Poems » william hamilton » the song of an exile


    I have seen the Cliffs of Dover
        And the White Horse on the Hill;
    I have walked the lanes, a rover;
        I have dreamed beside the rill:
    I have known the fields awaking
        To the gentle touch of Spring;
    The joy of morning breaking,
        And the peace your twilights bring.
But I long for a sight of the pines, and the blue shadows under;
For the sweet-smelling gums, and the throbbing of African air;
For the sun and the sand, and the sound of the surf's ceaseless thunder,
The height, and the breadth and the depth, and the nakedness there!

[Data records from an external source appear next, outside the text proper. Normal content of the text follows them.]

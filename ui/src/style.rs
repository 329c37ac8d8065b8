//! Colors, spacing and widget styles for the picker window.
//!
//! Everything visual goes through these helpers so the grid, header and
//! banner keep the same look.

use iced::theme;
use iced::widget::{button, container};
use iced::{Background, Border, Color, Theme};

pub struct Palette;

impl Palette {
    pub const PRIMARY: Color = Color { r: 0.76, g: 0.21, b: 0.52, a: 1.0 };
    pub const ON_PRIMARY: Color = Color::WHITE;
    pub const SURFACE: Color = Color { r: 0.98, g: 0.98, b: 0.98, a: 1.0 };
    pub const ON_SURFACE: Color = Color { r: 0.1, g: 0.1, b: 0.1, a: 1.0 };
    pub const ERROR: Color = Color { r: 0.80, g: 0.0, b: 0.0, a: 1.0 };

    pub const SPACING: u16 = 16;
    pub const TILE_SIZE: f32 = 150.0;
    pub const TILE_GAP: u16 = 8;
}

struct PrimaryButton;

impl button::StyleSheet for PrimaryButton {
    type Style = Theme;

    fn active(&self, _style: &Self::Style) -> button::Appearance {
        button::Appearance {
            background: Some(Background::Color(Palette::PRIMARY)),
            text_color: Palette::ON_PRIMARY,
            border: Border {
                color: Palette::PRIMARY,
                width: 0.0,
                radius: 4.0.into(),
            },
            ..Default::default()
        }
    }

    fn disabled(&self, style: &Self::Style) -> button::Appearance {
        let active = self.active(style);
        button::Appearance {
            background: Some(Background::Color(Color { a: 0.4, ..Palette::PRIMARY })),
            ..active
        }
    }
}

/// Grid tile; a selected tile gets a thick primary border.
struct Tile {
    selected: bool,
}

impl button::StyleSheet for Tile {
    type Style = Theme;

    fn active(&self, _style: &Self::Style) -> button::Appearance {
        button::Appearance {
            background: Some(Background::Color(if self.selected {
                Palette::PRIMARY
            } else {
                Palette::SURFACE
            })),
            text_color: Palette::ON_SURFACE,
            border: Border {
                color: if self.selected { Palette::PRIMARY } else { Color::TRANSPARENT },
                width: if self.selected { 4.0 } else { 0.0 },
                radius: 2.0.into(),
            },
            ..Default::default()
        }
    }

    fn hovered(&self, style: &Self::Style) -> button::Appearance {
        let active = self.active(style);
        if self.selected {
            return active;
        }
        button::Appearance {
            border: Border {
                color: Color { a: 0.5, ..Palette::PRIMARY },
                width: 2.0,
                radius: 2.0.into(),
            },
            ..active
        }
    }
}

struct Banner;

impl container::StyleSheet for Banner {
    type Style = Theme;

    fn appearance(&self, _style: &Self::Style) -> container::Appearance {
        container::Appearance {
            text_color: Some(Palette::ON_PRIMARY),
            background: Some(Background::Color(Palette::ERROR)),
            border: Border {
                color: Palette::ERROR,
                width: 1.0,
                radius: 2.0.into(),
            },
            ..Default::default()
        }
    }
}

pub fn button_primary() -> theme::Button {
    theme::Button::Custom(Box::new(PrimaryButton))
}

pub fn tile(selected: bool) -> theme::Button {
    theme::Button::Custom(Box::new(Tile { selected }))
}

pub fn error_banner() -> theme::Container {
    theme::Container::Custom(Box::new(Banner))
}
use auth::{Authenticator, MemoryStore, OAuthConfig};
use iced::Application;
use picker::*;
use std::sync::Arc;
use tempfile::tempdir;
use tokio::sync::mpsc::UnboundedReceiver;
use ui::{ImagePicker, Message, PickerFlags};

fn item(id: &str, media_type: MediaType) -> MediaItem {
    MediaItem {
        id: id.into(),
        media_type,
        media_url: Some(format!("http://127.0.0.1:9/{}.jpg", id)),
        thumbnail_url: None,
        caption: None,
        permalink: None,
        timestamp: None,
        username: None,
    }
}

fn open_picker(cache: &std::path::Path) -> (ImagePicker, UnboundedReceiver<PickerOutcome>) {
    let config = OAuthConfig::new("client", "secret", "http://127.0.0.1:1/callback");
    let auth = Arc::new(Authenticator::new(config, Arc::new(MemoryStore::new())));
    let (delegate, rx) = OutcomeDelegate::channel();
    let controller = PickerController::new(Session::new(auth), Arc::new(delegate));
    let (picker, _) = ImagePicker::new(PickerFlags {
        controller,
        cache_dir: cache.to_path_buf(),
        preload: 2,
        selection_updates: None,
    });
    (picker, rx)
}

fn load(picker: &mut ImagePicker, items: Vec<MediaItem>, next: Option<&str>) {
    let _ = picker.update(Message::Session(Some(SessionEvent::CredentialResolved(Ok(Credential::new(
        "tok", None,
    ))))));
    let _ = picker.update(Message::Session(Some(SessionEvent::PageLoaded(Ok(MediaPage {
        items,
        next_cursor: next.map(str::to_string),
    })))));
}

#[test]
fn test_initial_state_waits_for_authorization() {
    let dir = tempdir().unwrap();
    let (picker, _) = open_picker(dir.path());
    assert_eq!(picker.state(), &PickerState::Authorizing);
    assert_eq!(picker.media_count(), 0);
    assert!(picker.selected_ids().is_empty());
}

#[test]
fn test_grid_shows_images_only() {
    let dir = tempdir().unwrap();
    let (mut picker, _) = open_picker(dir.path());
    load(
        &mut picker,
        vec![item("1", MediaType::Image), item("2", MediaType::Video), item("3", MediaType::CarouselAlbum)],
        None,
    );
    assert_eq!(picker.state(), &PickerState::Ready);
    assert_eq!(picker.media_count(), 2);
}

#[test]
fn test_toggle_and_done_reports_selection() {
    let dir = tempdir().unwrap();
    let (mut picker, mut rx) = open_picker(dir.path());
    load(&mut picker, vec![item("1", MediaType::Image), item("2", MediaType::Image)], None);

    let _ = picker.update(Message::ToggleItem("2".into()));
    let _ = picker.update(Message::ToggleItem("1".into()));
    let _ = picker.update(Message::ToggleItem("2".into()));
    assert_eq!(picker.selected_ids(), vec!["1".to_string()]);

    let _ = picker.update(Message::Done);
    assert_eq!(picker.state(), &PickerState::Finished);
    match rx.try_recv() {
        Ok(PickerOutcome::Finished(items)) => assert_eq!(items.len(), 1),
        other => panic!("unexpected outcome {:?}", other),
    }
}

#[test]
fn test_escape_cancels_once() {
    let dir = tempdir().unwrap();
    let (mut picker, mut rx) = open_picker(dir.path());
    load(&mut picker, vec![item("1", MediaType::Image)], None);

    let _ = picker.update(Message::Cancel);
    let _ = picker.update(Message::CloseRequested);
    assert_eq!(rx.try_recv().ok(), Some(PickerOutcome::Cancelled));
    assert!(rx.try_recv().is_err());
}

#[test]
fn test_host_replaces_selection() {
    let dir = tempdir().unwrap();
    let (mut picker, _) = open_picker(dir.path());
    load(&mut picker, vec![item("1", MediaType::Image)], Some("c1"));

    let _ = picker.update(Message::SelectionReplaced(vec![item("7", MediaType::Image), item("1", MediaType::Image)]));
    assert_eq!(picker.selected_ids(), vec!["7".to_string(), "1".to_string()]);
    let _ = picker.update(Message::ToggleItem("7".into()));
    assert_eq!(picker.selected_ids(), vec!["1".to_string()]);
}

#[test]
fn test_failure_shows_banner() {
    let dir = tempdir().unwrap();
    let (mut picker, mut rx) = open_picker(dir.path());
    let _ = picker.update(Message::Session(Some(SessionEvent::CredentialResolved(Err(
        PickerError::AuthorizationDenied("user_denied".into()),
    )))));
    assert_eq!(picker.error_message().as_deref(), Some("Authorization denied: user_denied"));
    assert!(matches!(rx.try_recv(), Ok(PickerOutcome::Failed(_))));

    let _ = picker.update(Message::Cancel);
    assert!(rx.try_recv().is_err());
}

#[test]
fn test_thumbnail_failure_keeps_placeholder() {
    let dir = tempdir().unwrap();
    let (mut picker, _) = open_picker(dir.path());
    load(&mut picker, vec![item("1", MediaType::Image)], None);
    let _ = picker.update(Message::ThumbnailLoaded("1".into(), Err(ui::ImageLoaderError::NotFound)));
    assert_eq!(picker.thumbnail_count(), 0);
}
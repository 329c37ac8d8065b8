//! Picker controller for choosing images from an Instagram library.
//!
//! The controller owns the picker's state, the displayed media and the
//! selection. It never performs I/O itself: every operation returns a
//! [`Step`] that a driver runs through [`Session::execute`], feeding the
//! resulting [`SessionEvent`] back into [`PickerController::handle`]. The
//! iced front end drives it through `Command`s, headless hosts through
//! [`PickerController::drive`].

mod controller;
mod delegate;
mod selection;
mod session;

pub use api_client::{MediaItem, MediaPage, MediaType};
pub use auth::Credential;
pub use controller::{PickerController, PickerState};
pub use delegate::{OutcomeDelegate, PickerDelegate, PickerOutcome};
pub use selection::Selection;
pub use session::{Session, SessionEvent, Step, DEFAULT_PAGE_SIZE};

use api_client::ApiClientError;
use auth::AuthError;
use thiserror::Error;

#[derive(Debug, Clone, Error, PartialEq)]
pub enum PickerError {
    #[error("Authentication failed: {0}")]
    Auth(String),
    #[error("Authorization denied: {0}")]
    AuthorizationDenied(String),
    #[error("Network error: {0}")]
    Network(String),
    #[error("Instagram API error: {0}")]
    Api(String),
    #[error("Access token rejected: {0}")]
    Unauthorized(String),
}

impl From<AuthError> for PickerError {
    fn from(e: AuthError) -> Self {
        match e {
            AuthError::Denied(msg) => PickerError::AuthorizationDenied(msg),
            other => PickerError::Auth(other.to_string()),
        }
    }
}

impl From<ApiClientError> for PickerError {
    fn from(e: ApiClientError) -> Self {
        match e {
            ApiClientError::RequestError(msg) => PickerError::Network(msg),
            ApiClientError::Unauthorized(msg) => PickerError::Unauthorized(msg),
            ApiClientError::InstagramApiError(msg) | ApiClientError::Other(msg) => PickerError::Api(msg),
        }
    }
}
//! Artworks service errors.

use atelier::documents::DocumentError;
use thiserror::Error;

use crate::gateway::GatewayError;

#[derive(Debug, Error)]
pub enum ArtworksServiceError {
    #[error("artwork not found")]
    NotFound,

    #[error("invalid artwork document")]
    InvalidDocument(#[from] DocumentError),

    #[error("document store error")]
    Gateway(#[source] GatewayError),
}

impl From<GatewayError> for ArtworksServiceError {
    fn from(error: GatewayError) -> Self {
        match error {
            GatewayError::Document(error) => Self::InvalidDocument(error),
            error => Self::Gateway(error),
        }
    }
}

    I have visited your cities
        Where the unregenerate dwell;
    I have trilled the ploughman's ditties
        To the mill-wheel and the well.
    I have heard the poised lark's singing
        To the blue of summer skies;
    The whirr of pheasants winging,
        And the crash when grouse arise.
But I sigh for the heat of the veldt, and the cool-flowing river;
For the crack of the trek-whip, the shimmer of dust-laden noon;
For the day sudden dying; the croak of the frogs, and the shiver
Of tropical night, and the stars, and the low hanging moon.

    I have listen'd in the gloaming
        To your poets' tales of old;
    I know, when I am roaming
        That I walk on hallowed mould.
    I have lived and fought among you
        And I trow your hearts are steel;
    That the nations who deride you
        Shall, like dogs, be brought to heel.
But I pine for the roar of the lion on the edge of the clearing;
For the rustle of grass snake; the birds' flashing wing in the heath;
For the sun shrivelled peaks of the mountains to blue heaven rearing;
The limitless outlook, the space, and the freedom beneath.